Perché mio figlio in panchina?
«Anche suo figlio va in panchina, come tutti gli altri del resto», potrebbe essere una risposta adeguata e pratica da fornire a un genitore assillante e preoccupato per il momentaneo “accantonamento” o mancato utilizzo del proprio figliolo in partita.
Prestiamo comunque una doverosa attenzione nella verifica della situazione contestata, poiché la risposta si rivela corretta ed efficace solamente nel caso in cui sia suffragata da esempi e motivazioni adeguate.
Poiché è umanamente comprensibile che un genitore desideri sempre che il proprio figlio si diverta e giochi - preferibilmente vincendo - proviamo a spiegare che tale situazione rientra nelle normali dinamiche del gioco, soprattutto in un settore giovanile dove per regolamento e comunque buon senso tutti devono giocare.
L’avvicendamento, inoltre, si rivelerà costruttivo per il giocatore che, proprio dalla panchina, osservatorio privilegiato, potrà verificare meglio il gioco e gli eventuali errori dei compagni e, una volta in campo, memore degli stessi, cercare di non commetterli.
Ricordiamoci, tuttavia, scout presenze e minutaggio alla mano, di verificare che l’avvicendamento sia realmente costruttivo e credibile, cioè che non avvenga solamente e sempre nei confronti degli stessi giocatori, solitamente i meno rappresentativi o, fatto ancor più triste nelle categorie giovanili, a risultato acquisito.

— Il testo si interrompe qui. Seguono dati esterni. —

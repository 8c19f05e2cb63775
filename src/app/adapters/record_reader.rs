//! CSV input of decoded observation records
//!
//! Each row is one decoded value:
//!
//! ```text
//! subset,descriptor,value,missing,time_significance,layer
//! 03772,013011,2.3,false,-10800,0
//! ```
//!
//! `missing`, `time_significance` and `layer` may be omitted or left empty. An
//! empty `value` is read as a missing value. Consecutive rows with the same
//! `subset` form one record sequence.

use crate::app::models::{DescriptorCode, ObservationRecord, Subset};
use crate::{Error, Result};
use serde::Deserialize;
use std::fs::File;
use std::io::Read;
use std::path::Path;
use tracing::{debug, info};

/// One CSV row as written by the upstream decoder dump
#[derive(Debug, Deserialize)]
struct RecordRow {
    subset: String,
    descriptor: String,
    #[serde(default)]
    value: Option<f64>,
    #[serde(default)]
    missing: Option<String>,
    #[serde(default)]
    time_significance: Option<i32>,
    #[serde(default)]
    layer: Option<u32>,
}

impl RecordRow {
    fn into_record(self, source: &str, row: usize) -> Result<(String, ObservationRecord)> {
        let code: DescriptorCode = self
            .descriptor
            .parse()
            .map_err(|e| Error::csv_parsing(source, format!("row {}: {}", row, e), None))?;

        let flagged = match self.missing.as_deref() {
            None | Some("") => false,
            Some(text) => parse_flag(text).ok_or_else(|| {
                Error::csv_parsing(
                    source,
                    format!("row {}: invalid missing flag '{}'", row, text),
                    None,
                )
            })?,
        };

        let record = match self.value {
            Some(value) if !flagged => ObservationRecord::new(code, value),
            _ => ObservationRecord::missing(code),
        }
        .with_time_significance(self.time_significance.unwrap_or(0))
        .with_layer(self.layer.unwrap_or(0));

        Ok((self.subset, record))
    }
}

fn parse_flag(text: &str) -> Option<bool> {
    match text.to_ascii_lowercase().as_str() {
        "true" | "1" | "yes" => Some(true),
        "false" | "0" | "no" => Some(false),
        _ => None,
    }
}

/// Read record sequences from a CSV file
pub fn read_subsets_from_path(path: &Path) -> Result<Vec<Subset>> {
    let file = File::open(path)
        .map_err(|e| Error::io(format!("Failed to open {}", path.display()), e))?;
    read_subsets(file, &path.display().to_string())
}

/// Read record sequences from any CSV source
///
/// `source` names the input in error messages.
pub fn read_subsets<R: Read>(reader: R, source: &str) -> Result<Vec<Subset>> {
    let mut csv_reader = csv::ReaderBuilder::new()
        .has_headers(true)
        .trim(csv::Trim::All)
        .from_reader(reader);

    let mut subsets: Vec<Subset> = Vec::new();
    let mut rows = 0usize;

    for (index, result) in csv_reader.deserialize::<RecordRow>().enumerate() {
        // Header is line 1
        let row = index + 2;
        let parsed = result
            .map_err(|e| Error::csv_parsing(source, format!("row {}: {}", row, e), Some(e)))?;
        let (id, record) = parsed.into_record(source, row)?;
        rows += 1;

        match subsets.last_mut() {
            Some(current) if current.id == id => current.push(record),
            _ => {
                if subsets.iter().any(|s| s.id == id) {
                    debug!("Subset {} appears again at row {}, starting a new report", id, row);
                }
                let mut subset = Subset::new(id);
                subset.push(record);
                subsets.push(subset);
            }
        }
    }

    info!(
        "Read {} records in {} subsets from {}",
        rows,
        subsets.len(),
        source
    );
    Ok(subsets)
}
impl Field {
    pub fn is_set(&self) -> bool {
        !matches!(self, Field::Unset)
    }

    pub fn is_indeterminate(&self) -> bool {
        matches!(self, Field::Indeterminate)
    }

    /// The code text when the field holds a code
    pub fn code(&self) -> Option<&str> {
        match self {
            Field::Coded(code) => Some(code.as_str()),
            _ => None,
        }
    }

    /// Write `value` only when the field is unset (first writer wins)
    ///
    /// Returns `true` if the field was written.
    pub fn fill(&mut self, value: Field) -> bool {
        if self.is_set() {
            return false;
        }
        *self = value;
        true
    }

    pub fn clear(&mut self) {
        *self = Field::Unset;
    }
}

impl From<Code> for Field {
    fn from(code: Code) -> Self {
        Field::Coded(code)
    }
}

/// Height of the base of the lowest cloud (h, code table 1600)
#[derive(Debug, Clone, Default, PartialEq, Eq)]
pub enum CloudBase {
    #[default]
    Unset,
    /// Height measured by a cloud-base descriptor
    Observed(Code),
    /// Not measured, but implied by a cloudless sky (N = 0); encoded as 9
    ClearSky,
}

impl CloudBase {
    /// Code text for the field; the clear-sky state encodes as "9"
    pub fn code(&self) -> Option<&str> {
        match self {
            CloudBase::Unset => None,
            CloudBase::Observed(code) => Some(code.as_str()),
            CloudBase::ClearSky => Some("9"),
        }
    }

    pub fn is_set(&self) -> bool {
        !matches!(self, CloudBase::Unset)
    }

    /// Store a measured height unless one is already stored
    ///
    /// A measurement replaces the clear-sky inference.
    pub fn fill(&mut self, code: Code) -> bool {
        match self {
            CloudBase::Observed(_) => false,
            _ => {
                *self = CloudBase::Observed(code);
                true
            }
        }
    }
}

/// Indicator ix: type of station operation and weather group inclusion (code table 1860)
#[derive(Debug, Clone, Copy, PartialEq, Eq, Hash)]
pub enum StationOperation {
    /// 1: manned, 7wwW1W2 included
    ManualIncluded,
    /// 2: manned, omitted (no significant phenomena)
    ManualOmittedNoPhenomena,
    /// 3: manned, omitted (no observation)
    ManualNotObserved,
    /// 4: automatic, included using manned-station code tables
    AutomaticIncluded,
    /// 5: automatic, omitted (no significant phenomena)
    AutomaticOmittedNoPhenomena,
    /// 6: automatic, omitted (no observation)
    AutomaticNotObserved,
    /// 7: automatic, included using automatic-station code tables
    AutomaticIncludedAutoCodes,
}

impl StationOperation {
    /// The ix digit
    pub fn code(self) -> char {
        match self {
            Self::ManualIncluded => '1',
            Self::ManualOmittedNoPhenomena => '2',
            Self::ManualNotObserved => '3',
            Self::AutomaticIncluded => '4',
            Self::AutomaticOmittedNoPhenomena => '5',
            Self::AutomaticNotObserved => '6',
            Self::AutomaticIncludedAutoCodes => '7',
        }
    }

    /// Whether the weather group is included for this ix
    pub fn includes_weather(self) -> bool {
        matches!(
            self,
            Self::ManualIncluded | Self::AutomaticIncluded | Self::AutomaticIncludedAutoCodes
        )
    }

    /// The "omitted, no significant phenomena" counterpart of an including ix
    pub fn demoted(self) -> Self {
        match self {
            Self::ManualIncluded => Self::ManualOmittedNoPhenomena,
            Self::AutomaticIncluded | Self::AutomaticIncludedAutoCodes => {
                Self::AutomaticOmittedNoPhenomena
            }
            other => other,
        }
    }
}

// =============================================================================
// Precipitation Windows
// =============================================================================

/// Accumulation period of a precipitation amount (tR, code table 4019)
#[derive(Debug, Clone, Copy, PartialEq, Eq, Hash, PartialOrd, Ord)]
pub enum WindowKind {
    OneHour,
    TwoHours,
    ThreeHours,
    SixHours,
    NineHours,
    TwelveHours,
    FifteenHours,
    EighteenHours,
    TwentyFourHours,
}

In questo caso, dovremmo cercare un rimedio effettivo per offrire pari opportunità di gioco (organizzare ad esempio incontri amichevoli), essendo inopportuno, oltre che indelicato rappresentare al nostro interlocutore che il figlio gioca di meno perché è ”scarso”. Se poi vogliamo essere veri e sinceri fino in fondo, comunichiamo che l’allievo non ha raggiunto, alla pari degli altri compagni, quelle competenze e abilità necessarie a un utilizzo maggiore e che si cercherà, con l’aiuto e la buona volontà di tutti, di insistere nel miglioramento quotidiano, poiché, cercare di portare un valore aggiunto al livello di preparazione iniziale dei ragazzi affidati, rientra sempre tra i compiti dell’allenatore.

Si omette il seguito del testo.